Although our recent holiday in Cuba wasn’t the typical exploratory journey through the planet’s natural wonders that Moth and me normally take, we couldn’t but help notice the beautiful species of common birds flying about all around us.
We arrived in Cuba at night and I woke before dawn but couldn’t stay in bed for fear of missing something. I sat out on the terrace outside our room to watch the sun rise and see what was out there. Bats fluttered around me, and as the light became stronger I started to hear unfamiliar birdsong. I couldn’t wait to find out who was singing!
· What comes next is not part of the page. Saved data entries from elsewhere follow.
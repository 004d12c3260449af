//! Accumulator and field-mapping types.
//!
//! # Examples
//!
//! ```
//! use callback_rail::types::{Accumulator, FieldMapping};
//!
//! let acc: Accumulator<&str> = [("make", "volvo")].into_iter().collect();
//! assert_eq!(acc.get("make"), Some("volvo"));
//!
//! let mapping = FieldMapping::new(1, "colour");
//! assert_eq!(mapping.to_string(), "1 -> colour");
//! ```
use smallvec::SmallVec;

pub mod accumulator;
pub mod alloc_type;
pub mod field_mapping;

pub use accumulator::Accumulator;
pub use field_mapping::FieldMapping;

use alloc_type::String;

/// SmallVec-backed field storage for [`Accumulator`].
///
/// Uses inline storage for up to 4 entries; gathering a handful of fields
/// into one object is the common case and stays off the heap.
pub type FieldVec<V> = SmallVec<[(String, V); 4]>;

/// Ordered list of [`FieldMapping`]s applied by a bulk projection.
pub type MappingVec = SmallVec<[FieldMapping; 4]>;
Pictured left is the very handsome and quite large Bahama mockingbird Mimus gundlachii which with it’s big eyes, long legs and long tail was perfectly equipped for jumping about in trees looking for fruit and insects. It’s a sin to kill a mockingbird, according to Harper Lee. How right she is.
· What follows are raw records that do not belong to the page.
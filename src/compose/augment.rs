//! Single-field augmentation.

use crate::compose::ErrorPolicy;
use crate::diagnostics::{DefaultSink, DiagnosticSink};
use crate::traits::Continuation;
use crate::types::alloc_type::String;
use crate::types::Accumulator;
use core::fmt::Debug;

/// Returns a callback that stores its success payload on `accumulator`
/// under `field`, then forwards the accumulator downstream.
///
/// On `Ok(value)`, the produced callback sets `accumulator[field] = value`
/// in place and resumes `downstream` with `Ok` of a handle to that same
/// accumulator (handle identity is preserved; see
/// [`Accumulator::ptr_eq`]). On `Err(error)`, it reports the field name and
/// the accumulator's current state to the default sink, leaves the
/// accumulator untouched, and resumes `downstream` with the error.
///
/// # Examples
///
/// ```
/// use callback_rail::prelude::*;
///
/// let profile: Accumulator<String> = Accumulator::new();
/// let mut on_loaded = augment(
///     profile.clone(),
///     "display_name",
///     |outcome: Result<Accumulator<String>, &str>| {
///         assert!(outcome.is_ok());
///     },
/// );
///
/// on_loaded.resume(Ok("Ada".to_string()));
/// assert_eq!(profile.get("display_name"), Some("Ada".to_string()));
/// ```
pub fn augment<V, K, C>(accumulator: Accumulator<V>, field: K, downstream: C) -> Augment<V, C>
where
    K: Into<String>,
{
    augment_with(accumulator, field, downstream, DefaultSink)
}

/// [`augment`] with an explicit [`DiagnosticSink`].
///
/// # Examples
///
/// ```
/// use callback_rail::prelude::*;
///
/// let acc: Accumulator<i32> = Accumulator::new();
/// let sink = RecordingSink::new();
/// let mut cb = augment_with(
///     acc.clone(),
///     "value",
///     |_: Result<Accumulator<i32>, &str>| {},
///     sink.clone(),
/// );
///
/// cb.resume(Err("unreachable"));
/// assert_eq!(sink.len(), 1);
/// ```
pub fn augment_with<V, K, C, S>(
    accumulator: Accumulator<V>,
    field: K,
    downstream: C,
    sink: S,
) -> Augment<V, C, S>
where
    K: Into<String>,
    S: DiagnosticSink,
{
    Augment {
        accumulator,
        field: field.into(),
        downstream,
        sink,
    }
}

/// Callback produced by [`augment`].
#[must_use = "callbacks do nothing until resumed"]
pub struct Augment<V, C, S = DefaultSink> {
    accumulator: Accumulator<V>,
    field: String,
    downstream: C,
    sink: S,
}

impl<V, C, S> Augment<V, C, S> {
    /// The destination field name.
    #[inline]
    pub fn field(&self) -> &str {
        &self.field
    }

    /// The accumulator this callback writes to.
    #[inline]
    pub fn accumulator(&self) -> &Accumulator<V> {
        &self.accumulator
    }

    /// Always [`ErrorPolicy::Forward`].
    #[inline]
    pub fn error_policy(&self) -> ErrorPolicy {
        ErrorPolicy::Forward
    }
}

impl<V, E, C, S> Continuation<V, E> for Augment<V, C, S>
where
    V: Debug,
    C: Continuation<Accumulator<V>, E>,
    S: DiagnosticSink,
{
    fn resume(&mut self, outcome: Result<V, E>) {
        match outcome {
            Ok(value) => {
                self.accumulator.set(self.field.clone(), value);
                self.downstream.resume(Ok(self.accumulator.clone()));
            }
            Err(error) => {
                self.sink.augment_failed(&self.field, &self.accumulator);
                self.downstream.resume(Err(error));
            }
        }
    }
}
Cuba is particularly well endowed with warblers. Here’s the glossy little black-throated blue warbler Dendroica caerulescens.
The Cape May warbler Dendroica tigrina was a very pretty little thing and let you get quite close up. I love his flecked, stripey pale yellow chest. He skulked around in the pandanus trees hunting for insects and grubs, and vigorous defended his territory from other birds of any species.
The tiny yellow-faced grassquit Tiaris olivaceus was similarly not worried about humans getting too close. This one bimbled around on lawns and jumped up to collect grass seed.
I wouldn’t normally show you a captive bird but I’ll make an exception for the Cuban parrot Amazona leucocephala, Cuba’s only parrot species. This is surely the species that sat on the shoulder of Long John Silver in Robert Louis Stevenson’s Treasure Island.
Another handsome common bird is the grey kingbird, Tyrannus dominicensis. I especially admired the feathery whiskers around the base of his beak. He had a nice crest when he got excited, too.
The red-legged thrush Turdus plumbeus was everywhere; in gardens, smallholdings and scrubby roadsides. Noisy and unmistakeable, this one is very like the American robin, which is of course also a thrush.
And so we went to breakfast to be greeted by a noisy mob of Carib grackles Quiscalus lugubris which liked to take scraps and crumbs from your plate when you weren’t looking. They were bold,fearless and intelligent and had fabulous glossy black plumage. The males had a spectacular wedge shaped fan-tail which they would cock and fan out to impress females… including me.
But it was, naturally, the hummingbirds that stole my heart. It took me an hour or so to find one, but I knew they had to be there because of all the red, nectar filled flowering trees and shrubs. Finally we found him, the Cuban emerald Chlorostilbon ricordii perched on his favourite tree just metres from our room.
My American readers will wonder why I’m am so obsessed with hummers, but we don’t get them here in Europe. They live only in the Americas and we have nothing like them in Europe. In Africa their ecological niche is filled by sunbirds. I just think they are an insanely pretty shape, and combined with their delicate size, superlative flying skills and iridescent plumage what is not to get seriously enthusiastic about?
My husband Moth spent hours lurking in the hotel gardens with the camera to get these photos. This bird is only 10cms long from beak tip to tail tip and moves with dazzling speed, like a dragonfly. You have to use a big lens to get any detail and a fast shutter speed to freeze wing movement and this species don’t spend more than a moment at each bloom, often being frightened off by the warblers.
Photos above by Moth Clark
Although we didn’t see any, I must also tell you about the bee hummingbird Mellisuga helenae (pictured below), the smallest bird in the world, which is endemic to Cuba. This tiny jewel of avian perfection measures only 5cms from beak tip to tail tip and its wings are too fast for the human eye to see. It won’t surprise you to learn that due to the usual curse of habitat loss it is now an endangered species.